Stored items
■ ■ ■ ■

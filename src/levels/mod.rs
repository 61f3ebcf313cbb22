use std::collections::BTreeMap;
use std::path::Path;

use anyhow::{Context, Result};
use serde::Deserialize;
use tokio::fs;

use crate::{
    models::{Difficulty, LevelData, LevelSummary},
    utils::letters::{normalize_word, strip_to_letters},
};

/// Layout of a level file: `{"levels": [...]}`
#[derive(Debug, Deserialize)]
struct LevelFile {
    levels: Vec<LevelData>,
}

/// All playable levels, numbered 1 to `max_level`
pub struct LevelCatalog {
    levels: BTreeMap<u32, LevelData>,
    max_level: u32,
}

impl LevelCatalog {
    /// Load the level files of every difficulty tier from `dir`.
    /// Missing or malformed files are skipped with a warning.
    pub async fn load<P: AsRef<Path>>(dir: P, max_level: u32) -> Result<Self> {
        let dir = dir.as_ref();
        fs::metadata(dir)
            .await
            .with_context(|| format!("Level directory {} is not readable", dir.display()))?;

        let mut catalog = Self::empty(max_level);

        for difficulty in [
            Difficulty::Easy,
            Difficulty::Medium,
            Difficulty::Hard,
            Difficulty::Expert,
        ] {
            let path = dir.join(difficulty.file_name());
            let content = match fs::read_to_string(&path).await {
                Ok(content) => content,
                Err(e) => {
                    tracing::warn!("Skipping level file {}: {}", path.display(), e);
                    continue;
                }
            };

            match Self::parse(&content) {
                Ok(levels) => {
                    for level in levels {
                        if Difficulty::for_level(level.level) != difficulty {
                            tracing::warn!(
                                "Level {} is defined in {}, expected {}",
                                level.level,
                                difficulty.file_name(),
                                Difficulty::for_level(level.level).file_name()
                            );
                        }
                        catalog.insert(level);
                    }
                }
                Err(e) => tracing::warn!("Skipping level file {}: {:#}", path.display(), e),
            }
        }

        tracing::info!("Loaded {} level definitions", catalog.len());

        Ok(catalog)
    }

    /// Create a catalog with no definitions; every level uses the fallback
    pub fn empty(max_level: u32) -> Self {
        Self {
            levels: BTreeMap::new(),
            max_level,
        }
    }

    pub fn from_levels(levels: Vec<LevelData>, max_level: u32) -> Self {
        let mut catalog = Self::empty(max_level);
        for level in levels {
            catalog.insert(level);
        }
        catalog
    }

    /// Parse the contents of one level file
    pub fn parse(content: &str) -> Result<Vec<LevelData>> {
        let file: LevelFile = serde_json::from_str(content).context("Invalid level file")?;
        Ok(file.levels)
    }

    fn insert(&mut self, mut level: LevelData) {
        if level.level == 0 || level.level > self.max_level {
            tracing::warn!("Ignoring level {} outside 1..={}", level.level, self.max_level);
            return;
        }
        if level.grid_size == 0 {
            tracing::warn!("Ignoring level {} with an empty grid", level.level);
            return;
        }

        let number = level.level;
        level.words = level
            .words
            .iter()
            .filter_map(|raw| {
                let word = strip_to_letters(raw);
                match &word {
                    None => tracing::warn!("Level {}: dropping word {:?} with no letters", number, raw),
                    Some(w) if Some(w) != normalize_word(raw).as_ref() => {
                        tracing::warn!("Level {}: word {:?} stored as {}", number, raw, w)
                    }
                    Some(_) => {}
                }
                word
            })
            .collect();

        self.levels.insert(level.level, level);
    }

    /// Definition of `level`, or the fallback level if it has none.
    /// None for numbers outside 1..=max_level.
    pub fn level(&self, level: u32) -> Option<LevelData> {
        if level == 0 || level > self.max_level {
            return None;
        }
        Some(
            self.levels
                .get(&level)
                .cloned()
                .unwrap_or_else(|| LevelData::fallback(level)),
        )
    }

    pub fn summaries(&self) -> Vec<LevelSummary> {
        (1..=self.max_level)
            .filter_map(|n| self.level(n))
            .map(|level| level.summary())
            .collect()
    }

    pub fn max_level(&self) -> u32 {
        self.max_level
    }

    /// Number of levels defined on disk
    pub fn len(&self) -> usize {
        self.levels.len()
    }

    pub fn is_empty(&self) -> bool {
        self.levels.is_empty()
    }
}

■ ■ ■ ■

Problem to work on
Would you set down all of the entries again, word for word?

Output of the exercise
filename src/levels/mod.rs
repository 61f3ebcf313cbb22
use std::collections::BTreeMap;
use std::path::Path;

use anyhow::{Context, Result};
use serde::Deserialize;
use tokio::fs;

use crate::{
    models::{Difficulty, LevelData, LevelSummary},
    utils::letters::{normalize_word, strip_to_letters},
};

/// Layout of a level file: `{"levels": [...]}`
#[derive(Debug, Deserialize)]
struct LevelFile {
    levels: Vec<LevelData>,
}

/// All playable levels, numbered 1 to `max_level`
pub struct LevelCatalog {
    levels: BTreeMap<u32, LevelData>,
    max_level: u32,
}

impl LevelCatalog {
    /// Load the level files of every difficulty tier from `dir`.
    /// Missing or malformed files are skipped with a warning.
    pub async fn load<P: AsRef<Path>>(dir: P, max_level: u32) -> Result<Self> {
        let dir = dir.as_ref();
        fs::metadata(dir)
            .await
            .with_context(|| format!("Level directory {} is not readable", dir.display()))?;

        let mut catalog = Self::empty(max_level);

        for difficulty in [
            Difficulty::Easy,
            Difficulty::Medium,
            Difficulty::Hard,
            Difficulty::Expert,
        ] {
            let path = dir.join(difficulty.file_name());
            let content = match fs::read_to_string(&path).await {
                Ok(content) => content,
                Err(e) => {
                    tracing::warn!("Skipping level file {}: {}", path.display(), e);
                    continue;
                }
            };

            match Self::parse(&content) {
                Ok(levels) => {
                    for level in levels {
                        if Difficulty::for_level(level.level) != difficulty {
                            tracing::warn!(
                                "Level {} is defined in {}, expected {}",
                                level.level,
                                difficulty.file_name(),
                                Difficulty::for_level(level.level).file_name()
                            );
                        }
                        catalog.insert(level);
                    }
                }
                Err(e) => tracing::warn!("Skipping level file {}: {:#}", path.display(), e),
            }
        }

        tracing::info!("Loaded {} level definitions", catalog.len());

        Ok(catalog)
    }

    /// Create a catalog with no definitions; every level uses the fallback
    pub fn empty(max_level: u32) -> Self {
        Self {
            levels: BTreeMap::new(),
            max_level,
        }
    }

    pub fn from_levels(levels: Vec<LevelData>, max_level: u32) -> Self {
        let mut catalog = Self::empty(max_level);
        for level in levels {
            catalog.insert(level);
        }
        catalog
    }

    /// Parse the contents of one level file
    pub fn parse(content: &str) -> Result<Vec<LevelData>> {
        let file: LevelFile = serde_json::from_str(content).context("Invalid level file")?;
        Ok(file.levels)
    }

    fn insert(&mut self, mut level: LevelData) {
        if level.level == 0 || level.level > self.max_level {
            tracing::warn!("Ignoring level {} outside 1..={}", level.level, self.max_level);
            return;
        }
        if level.grid_size == 0 {
            tracing::warn!("Ignoring level {} with an empty grid", level.level);
            return;
        }

        let number = level.level;
        level.words = level
            .words
            .iter()
            .filter_map(|raw| {
                let word = strip_to_letters(raw);
                match &word {
                    None => tracing::warn!("Level {}: dropping word {:?} with no letters", number, raw),
                    Some(w) if Some(w) != normalize_word(raw).as_ref() => {
                        tracing::warn!("Level {}: word {:?} stored as {}", number, raw, w)
                    }
                    Some(_) => {}
                }
                word
            })
            .collect();

        self.levels.insert(level.level, level);
    }

    /// Definition of `level`, or the fallback level if it has none.
    /// None for numbers outside 1..=max_level.
    pub fn level(&self, level: u32) -> Option<LevelData> {
        if level == 0 || level > self.max_level {
            return None;
        }
        Some(
            self.levels
                .get(&level)
                .cloned()
                .unwrap_or_else(|| LevelData::fallback(level)),
        )
    }

    pub fn summaries(&self) -> Vec<LevelSummary> {
        (1..=self.max_level)
            .filter_map(|n| self.level(n))
            .map(|level| level.summary())
            .collect()
    }

    pub fn max_level(&self) -> u32 {
        self.max_level
    }

    /// Number of levels defined on disk
    pub fn len(&self) -> usize {
        self.levels.len()
    }

    pub fn is_empty(&self) -> bool {
        self.levels.is_empty()
    }
}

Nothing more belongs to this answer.